Via urla e applausi – spontanei o a comando – e addio a quel senso di riempimento che regalava agli spettatori calore e compagnia. Ma non sempre una privazione rappresenta un handicap e, paradossalmente, in diversi casi lo svuotamento degli studi ha donato nuova linfa e peso specifico a determinati contesti.

Il discorso ovviamente riguarda prevalentemente i talk. L’intrattenimento, infatti, ha nettamente subito la metamorfosi imposta dal rischio contagio, provocando un diffuso innalzamento di bandiere bianche.

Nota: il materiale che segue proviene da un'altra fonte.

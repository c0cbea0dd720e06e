//! I/O error types for autowater-io.

use std::path::PathBuf;

/// Errors from telemetry file ingestion.
#[derive(Debug, thiserror::Error)]
pub enum IoError {
    /// Returned when the input file does not exist or is unreadable.
    #[error("file not found: {path}")]
    FileNotFound {
        /// Path that was attempted.
        path: PathBuf,
        /// Underlying I/O error.
        source: std::io::Error,
    },

    /// Returned when the CSV parser encounters a malformed record.
    #[error("CSV parse error in {path} at byte offset {offset}")]
    CsvParse {
        /// Path to the CSV file.
        path: PathBuf,
        /// Byte offset where the error occurred.
        offset: u64,
        /// Underlying CSV error.
        source: csv::Error,
    },

    /// Returned when a required column is absent from the header.
    #[error("missing column \"{column}\" in {path}")]
    MissingColumn {
        /// Path to the CSV file.
        path: PathBuf,
        /// Canonical name of the missing column.
        column: &'static str,
    },

    /// Returned when no complete data row survives parsing.
    #[error("empty dataset (no complete data rows) in {path}")]
    EmptyDataset {
        /// Path to the CSV file.
        path: PathBuf,
    },
}
use std::path::PathBuf;

use anyhow::{Context, Result};
use clap::{Parser, Subcommand};
use serde::Serialize;
use tracing::info;

use autowater_io::{FEATURE_COLUMNS, FeatureTable, TelemetryReader, generate_synthetic};
use autowater_rf::{RandomForestConfig, RandomForestRegressor};

#[derive(Parser)]
#[command(name = "autowater")]
#[command(about = "Random Forest watering-time model for soil sensor telemetry")]
#[command(version)]
struct Cli {
    #[command(subcommand)]
    command: Command,

    /// RNG seed for reproducibility
    #[arg(long, default_value_t = 42, global = true)]
    seed: u64,

    /// Enable verbose (debug-level) logging
    #[arg(long, global = true)]
    verbose: bool,

    /// Suppress all output except errors
    #[arg(long, global = true)]
    quiet: bool,

    /// Number of threads for parallel computation (defaults to all cores)
    #[arg(long, global = true)]
    threads: Option<usize>,
}

#[derive(Subcommand)]
enum Command {
    /// Train a watering-time model and save it to disk
    Train {
        /// Path to a telemetry CSV file (humid, temp, light, water_time)
        #[arg(long, conflicts_with = "synthetic")]
        data: Option<PathBuf>,

        /// Number of synthetic samples to generate when no CSV is given
        #[arg(long, default_value_t = 200)]
        synthetic: usize,

        /// Output path for the trained model
        #[arg(long, default_value = "water_time_model.bin")]
        model: PathBuf,

        /// Number of trees in the Random Forest
        #[arg(long, default_value_t = 100)]
        n_trees: usize,

        /// Maximum tree depth
        #[arg(long, default_value_t = 100)]
        max_depth: usize,

        /// Minimum node size eligible for splitting
        #[arg(long, default_value_t = 2)]
        min_samples_split: usize,

        /// Features sampled per split (all features if not set)
        #[arg(long)]
        features_per_split: Option<usize>,
    },

    /// Predict watering time for a single sensor reading
    Predict {
        /// Path to the trained model binary
        #[arg(long, default_value = "water_time_model.bin")]
        model: PathBuf,

        /// Relative humidity (%)
        #[arg(long, allow_negative_numbers = true)]
        humid: f64,

        /// Temperature (°C)
        #[arg(long, allow_negative_numbers = true)]
        temp: f64,

        /// Raw light sensor reading
        #[arg(long, allow_negative_numbers = true)]
        light: f64,
    },
}

// --- JSON stdout output structs ---

#[derive(Serialize)]
struct TrainOutput {
    source: String,
    n_samples: usize,
    n_features: usize,
    feature_names: Vec<&'static str>,
    n_trees: usize,
    train_rmse: f64,
    model: PathBuf,
}

#[derive(Serialize)]
struct PredictOutput {
    water_time: i64,
}

fn rmse(predictions: &[f64], targets: &[f64]) -> f64 {
    let sse: f64 = predictions
        .iter()
        .zip(targets)
        .map(|(p, t)| (p - t).powi(2))
        .sum();
    (sse / targets.len() as f64).sqrt()
}

fn load_table(data: Option<&PathBuf>, synthetic: usize, seed: u64) -> Result<(FeatureTable, String)> {
    match data {
        Some(path) => {
            let table = TelemetryReader::new(path)
                .read()
                .context("failed to read telemetry CSV")?;
            Ok((table, path.display().to_string()))
        }
        None => {
            anyhow::ensure!(synthetic > 0, "--synthetic must be at least 1");
            Ok((generate_synthetic(synthetic, seed), "synthetic".to_string()))
        }
    }
}

fn main() -> Result<()> {
    let cli = Cli::parse();

    let filter = match (cli.verbose, cli.quiet) {
        (true, _) => "debug",
        (_, true) => "error",
        _ => "info",
    };

    tracing_subscriber::fmt()
        .with_env_filter(filter)
        .with_writer(std::io::stderr)
        .init();

    // Configure Rayon thread pool
    if let Some(threads) = cli.threads {
        rayon::ThreadPoolBuilder::new()
            .num_threads(threads)
            .build_global()
            .context("failed to configure thread pool")?;
        info!(threads, "thread pool configured");
    }

    match cli.command {
        Command::Train {
            data,
            synthetic,
            model,
            n_trees,
            max_depth,
            min_samples_split,
            features_per_split,
        } => {
            let (table, source) = load_table(data.as_ref(), synthetic, cli.seed)?;
            info!(n_samples = table.n_samples(), %source, "training data ready");

            let dataset = table
                .into_dataset()
                .context("telemetry is not a valid training set")?;

            let forest = RandomForestConfig::new(n_trees)?
                .with_max_depth(max_depth)
                .with_min_samples_split(min_samples_split)
                .with_n_features_per_split(features_per_split)
                .with_seed(cli.seed)
                .fit(&dataset)
                .context("training failed")?;

            let predictions = forest
                .predict(dataset.features())
                .context("failed to score training set")?;
            let train_rmse = rmse(&predictions, dataset.targets());
            info!(train_rmse, "training complete");

            forest
                .save(&model)
                .with_context(|| format!("failed to save model to {}", model.display()))?;

            let output = TrainOutput {
                source,
                n_samples: dataset.n_samples(),
                n_features: dataset.n_features(),
                feature_names: FEATURE_COLUMNS.to_vec(),
                n_trees: forest.n_trees(),
                train_rmse,
                model,
            };
            println!("{}", serde_json::to_string_pretty(&output)?);
        }

        Command::Predict {
            model,
            humid,
            temp,
            light,
        } => {
            let forest = RandomForestRegressor::load(&model)
                .with_context(|| format!("failed to load model from {}", model.display()))?;
            info!(n_trees = forest.n_trees(), "model loaded");

            let prediction = forest
                .predict_one(&[humid, temp, light])
                .context("prediction failed")?;

            let output = PredictOutput {
                water_time: prediction.trunc() as i64,
            };
            println!("{}", serde_json::to_string(&output)?);
        }
    }

    Ok(())
}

E così stop a Corrida, Fratelli di Crozza e ai giochi che, per forza di cose, hanno dovuto ricorrere al materiale di magazzino.

Se Amici ha sofferto l’assenza del baccano, che da sempre accompagnava le esibizioni di ballerini e cantanti, il Grande Fratello Vip ha invece beneficiato della quiete, garantendosi una migliore qualità narrativa e una evidente pulizia stilistica. Sorprendente anche la tenuta di Propaganda Live, capace in corsa di mantenere un clima goliardico nonostante l’entrata in scena di decine di cartonati sparsi in platea.

Fino ad arrivare ai citati talk. Qui il pubblico era una presenza di contorno utile ad enfatizzare momenti che, in condizioni di normalità, sarebbero passati inosservati. E proprio la normalità ha affossato la resa di appelli populistici, messaggi retorici e prese di posizione demagogici. Resta solo ciò che merita, il resto finisce presto nel dimenticatoio.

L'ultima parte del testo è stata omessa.